=== Data extract ===

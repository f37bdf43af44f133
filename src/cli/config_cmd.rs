//! Config command - show the effective configuration

use clap::Args;

use crate::config::Config;

#[derive(Args)]
pub struct ConfigArgs {
    /// Print the config file path instead of the contents
    #[arg(long)]
    pub path: bool,
}

pub async fn run(args: ConfigArgs) -> anyhow::Result<()> {
    if args.path {
        println!("{}", Config::config_path().display());
        return Ok(());
    }
    let config = Config::load();
    println!("{}", toml::to_string_pretty(&config)?);
    Ok(())
}
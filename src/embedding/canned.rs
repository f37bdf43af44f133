//! Canned embedding oracle for tests and offline runs

use std::collections::HashMap;

use async_trait::async_trait;

use crate::error::RankError;

use super::EmbeddingOracle;

/// Oracle returning pre-registered vectors keyed by text. Unknown text is a
/// collaborator failure, same surface as a real oracle going away.
#[derive(Default)]
pub struct CannedOracle {
    vectors: HashMap<String, Vec<f32>>,
}

impl CannedOracle {
    pub fn new() -> Self {
        Self::default()
    }

    pub fn register(&mut self, text: &str, vector: Vec<f32>) {
        self.vectors.insert(text.to_string(), vector);
    }
}

#[async_trait]
impl EmbeddingOracle for CannedOracle {
    async fn embed(&self, text: &str, _language: &str) -> Result<Vec<f32>, RankError> {
        self.vectors
            .get(text)
            .cloned()
            .ok_or_else(|| RankError::collaborator(format!("no canned embedding for: {text}")))
    }
}
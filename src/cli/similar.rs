//! Similar command - list stored neighbors of a document

use clap::Args;

use crate::config::Config;
use crate::similarity::Metric;

#[derive(Args)]
pub struct SimilarArgs {
    /// Id of the source document
    pub document_id: i64,

    /// Number of neighbors to return (0 = all)
    #[arg(long, short = 'k', default_value = "5")]
    pub top_k: usize,

    /// Number of neighbors to skip
    #[arg(long, default_value = "0")]
    pub offset: usize,

    /// Recompute neighbors from the stored embeddings instead of reading
    /// the persisted edges
    #[arg(long)]
    pub recompute: bool,

    /// Metric for --recompute (cosine = larger is closer, euclidean =
    /// smaller is closer)
    #[arg(long, default_value = "cosine", value_parser = ["cosine", "euclidean"])]
    pub metric: String,

    /// Output format (text, json)
    #[arg(long, default_value = "text", value_parser = ["text", "json"])]
    pub format: String,
}

pub async fn run(args: SimilarArgs) -> anyhow::Result<()> {
    let config = Config::load();
    let service = super::build_service(&config)?;

    let neighbors = if args.recompute {
        let metric = match args.metric.as_str() {
            "euclidean" => Metric::Euclidean,
            _ => Metric::Cosine,
        };
        service.nearest_documents(args.document_id, args.top_k, metric)?
    } else {
        service.get_similarities(args.document_id, args.top_k, args.offset)?
    };

    if args.format == "json" {
        let out: Vec<_> = neighbors
            .iter()
            .map(|(id, score)| serde_json::json!({ "document_id": id, "score": score }))
            .collect();
        println!("{}", serde_json::to_string_pretty(&out)?);
    } else if neighbors.is_empty() {
        println!("no stored neighbors for document {}", args.document_id);
    } else {
        for (id, score) in &neighbors {
            println!("document {:<12} {:.6}", id, score);
        }
    }
    Ok(())
}
//! Error types for the migration core.

use miette::Diagnostic;
use thiserror::Error;

/// Result type alias for migration operations.
pub type MigrateResult<T> = Result<T, MigrationError>;

/// Errors that can occur in the migration core.
#[derive(Debug, Error, Diagnostic)]
pub enum MigrationError {
    /// A string that does not have the `<14 digits>_<Name>` shape.
    #[error("Invalid migration identity '{0}': expected a 14-digit timestamp, '_' and a name")]
    #[diagnostic(code(tidal::migrate::invalid_identity))]
    InvalidIdentity(String),

    /// A name the identity generator refuses.
    #[error("Invalid migration name '{name}': {reason}")]
    #[diagnostic(code(tidal::migrate::invalid_name))]
    InvalidMigrationName {
        /// The rejected name.
        name: String,
        /// Why it was rejected.
        reason: String,
    },

    /// Migration not found.
    #[error("Migration '{0}' not found")]
    #[diagnostic(
        code(tidal::migrate::not_found),
        help("pass a full migration identity or the name part of one")
    )]
    NotFound(String),

    /// A snapshot references an object that does not exist in it.
    #[error("Inconsistent snapshot: {0}")]
    #[diagnostic(code(tidal::migrate::inconsistent_snapshot))]
    InconsistentSnapshot(String),

    /// Data loss would occur.
    #[error("Data loss would occur: {0}")]
    #[diagnostic(code(tidal::migrate::data_loss))]
    DataLoss(String),

    /// Configuration file error.
    #[error("Configuration error: {0}")]
    #[diagnostic(code(tidal::migrate::config))]
    Config(String),
}

impl MigrationError {
    /// Create an invalid identity error.
    pub fn invalid_identity(value: impl Into<String>) -> Self {
        Self::InvalidIdentity(value.into())
    }

    /// Create an invalid migration name error.
    pub fn invalid_name(name: impl Into<String>, reason: impl Into<String>) -> Self {
        Self::InvalidMigrationName {
            name: name.into(),
            reason: reason.into(),
        }
    }

    /// Create a not found error carrying the fragment that was looked up.
    pub fn not_found(fragment: impl Into<String>) -> Self {
        Self::NotFound(fragment.into())
    }

    /// Create an inconsistent snapshot error.
    pub fn inconsistent(msg: impl Into<String>) -> Self {
        Self::InconsistentSnapshot(msg.into())
    }

    /// Create a data loss error.
    pub fn data_loss(msg: impl Into<String>) -> Self {
        Self::DataLoss(msg.into())
    }

    /// Create a configuration error.
    pub fn config(msg: impl Into<String>) -> Self {
        Self::Config(msg.into())
    }

    /// Check if this is a recoverable error.
    ///
    /// Lookups and name validation can be retried with different input;
    /// an inconsistent snapshot can not be diffed at all.
    pub fn is_recoverable(&self) -> bool {
        matches!(
            self,
            Self::NotFound(_) | Self::InvalidIdentity(_) | Self::InvalidMigrationName { .. }
        )
    }
}
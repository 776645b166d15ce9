//! Pairing of source objects with target objects.
//!
//! Matching runs as a list of passes, strictest first. Each pass only looks
//! at objects that no earlier pass has paired, so an exact name match always
//! wins over a guessed rename.

/// Source/target pairs plus whatever is left on either side.
#[derive(Debug)]
pub(crate) struct Pairing<'a, T> {
    /// `(source, target)`, in target order.
    pub(crate) pairs: Vec<(&'a T, &'a T)>,
    /// Unpaired source objects, in source order.
    pub(crate) removed: Vec<&'a T>,
    /// Unpaired target objects, in target order.
    pub(crate) added: Vec<&'a T>,
}

#[derive(Debug)]
pub(crate) struct Matcher<'a, T> {
    source: Vec<&'a T>,
    target: Vec<&'a T>,
    source_paired: Vec<bool>,
    /// Target index -> source index.
    paired: Vec<Option<usize>>,
}

impl<'a, T> Matcher<'a, T> {
    pub(crate) fn new(source: Vec<&'a T>, target: Vec<&'a T>) -> Self {
        Self {
            source_paired: vec![false; source.len()],
            paired: vec![None; target.len()],
            source,
            target,
        }
    }

    fn open_targets(&self) -> Vec<usize> {
        (0..self.target.len())
            .filter(|&t| self.paired[t].is_none())
            .collect()
    }

    fn open_sources(&self) -> Vec<usize> {
        (0..self.source.len())
            .filter(|&s| !self.source_paired[s])
            .collect()
    }

    fn link(&mut self, source: usize, target: usize) {
        self.source_paired[source] = true;
        self.paired[target] = Some(source);
    }

    /// Pair every open target with the first open source accepted by `matches`.
    pub(crate) fn pass(&mut self, matches: impl Fn(&T, &T) -> bool) -> &mut Self {
        for t in self.open_targets() {
            let found = (0..self.source.len())
                .find(|&s| !self.source_paired[s] && matches(self.source[s], self.target[t]));
            if let Some(s) = found {
                self.link(s, t);
            }
        }
        self
    }

    /// Pair objects only when each is the other's sole candidate.
    pub(crate) fn pass_unique(&mut self, matches: impl Fn(&T, &T) -> bool) -> &mut Self {
        let sources = self.open_sources();
        let targets = self.open_targets();

        let candidates: Vec<(usize, usize)> = targets
            .iter()
            .flat_map(|&t| sources.iter().map(move |&s| (s, t)))
            .filter(|&(s, t)| matches(self.source[s], self.target[t]))
            .collect();

        for &(s, t) in &candidates {
            let per_source = candidates.iter().filter(|(cs, _)| *cs == s).count();
            let per_target = candidates.iter().filter(|(_, ct)| *ct == t).count();
            if per_source == 1 && per_target == 1 {
                self.link(s, t);
            }
        }
        self
    }

    /// Pair the highest-scoring open objects first, ignoring scores below
    /// `threshold`. Ties go to the earlier target, then the earlier source.
    pub(crate) fn pass_scored(&mut self, score: impl Fn(&T, &T) -> f64, threshold: f64) -> &mut Self {
        let sources = self.open_sources();
        let mut scored: Vec<(f64, usize, usize)> = self
            .open_targets()
            .into_iter()
            .flat_map(|t| sources.iter().map(move |&s| (s, t)))
            .map(|(s, t)| (score(self.source[s], self.target[t]), t, s))
            .filter(|(value, _, _)| *value >= threshold)
            .collect();

        scored.sort_by(|a, b| b.0.total_cmp(&a.0).then(a.1.cmp(&b.1)).then(a.2.cmp(&b.2)));

        for (_, t, s) in scored {
            if self.paired[t].is_none() && !self.source_paired[s] {
                self.link(s, t);
            }
        }
        self
    }

    pub(crate) fn finish(self) -> Pairing<'a, T> {
        let mut pairs = Vec::new();
        let mut added = Vec::new();
        for (t, target) in self.target.iter().enumerate() {
            match self.paired[t] {
                Some(s) => pairs.push((self.source[s], *target)),
                None => added.push(*target),
            }
        }

        let removed = self
            .source
            .iter()
            .zip(&self.source_paired)
            .filter(|(_, paired)| !**paired)
            .map(|(s, _)| *s)
            .collect();

        Pairing {
            pairs,
            removed,
            added,
        }
    }
}

#[cfg(test)]
mod tests {
    use super::*;

    fn strs<'a>(items: &'a [&'a str]) -> Vec<&'a &'a str> {
        items.iter().collect()
    }

    #[test]
    fn test_exact_pass_before_loose_pass() {
        let source = ["Users", "users"];
        let target = ["users"];
        let mut matcher = Matcher::new(strs(&source), strs(&target));
        matcher
            .pass(|s, t| s == t)
            .pass(|s, t| s.eq_ignore_ascii_case(t));
        let pairing = matcher.finish();

        assert_eq!(pairing.pairs, vec![(&"users", &"users")]);
        assert_eq!(pairing.removed, vec![&"Users"]);
        assert!(pairing.added.is_empty());
    }

    #[test]
    fn test_unique_pass_skips_ambiguity() {
        let source = ["a1", "a2", "b1"];
        let target = ["a9", "b9"];
        let mut matcher = Matcher::new(strs(&source), strs(&target));
        matcher.pass_unique(|s, t| s[..1] == t[..1]);
        let pairing = matcher.finish();

        assert_eq!(pairing.pairs, vec![(&"b1", &"b9")]);
        assert_eq!(pairing.removed, vec![&"a1", &"a2"]);
        assert_eq!(pairing.added, vec![&"a9"]);
    }

    #[test]
    fn test_scored_pass_prefers_best_match() {
        let source = ["abcd", "abxx"];
        let target = ["abcz"];
        let mut matcher = Matcher::new(strs(&source), strs(&target));
        matcher.pass_scored(
            |s, t| s.chars().zip(t.chars()).filter(|(a, b)| a == b).count() as f64 / 4.0,
            0.5,
        );
        let pairing = matcher.finish();

        assert_eq!(pairing.pairs, vec![(&"abcd", &"abcz")]);
    }

    #[test]
    fn test_scored_pass_respects_threshold() {
        let source = ["abcd"];
        let target = ["wxyz"];
        let mut matcher = Matcher::new(strs(&source), strs(&target));
        matcher.pass_scored(|_, _| 0.2, 0.5);
        let pairing = matcher.finish();

        assert!(pairing.pairs.is_empty());
        assert_eq!(pairing.removed.len(), 1);
        assert_eq!(pairing.added.len(), 1);
    }
}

===

Task description: For each line above that holds the string "with", provide a copy of that line.

Your response:
    /// Lookups and name validation can be retried with different input;
//! Pairing of source objects with target objects.
    /// Pair every open target with the first open source accepted by `matches`.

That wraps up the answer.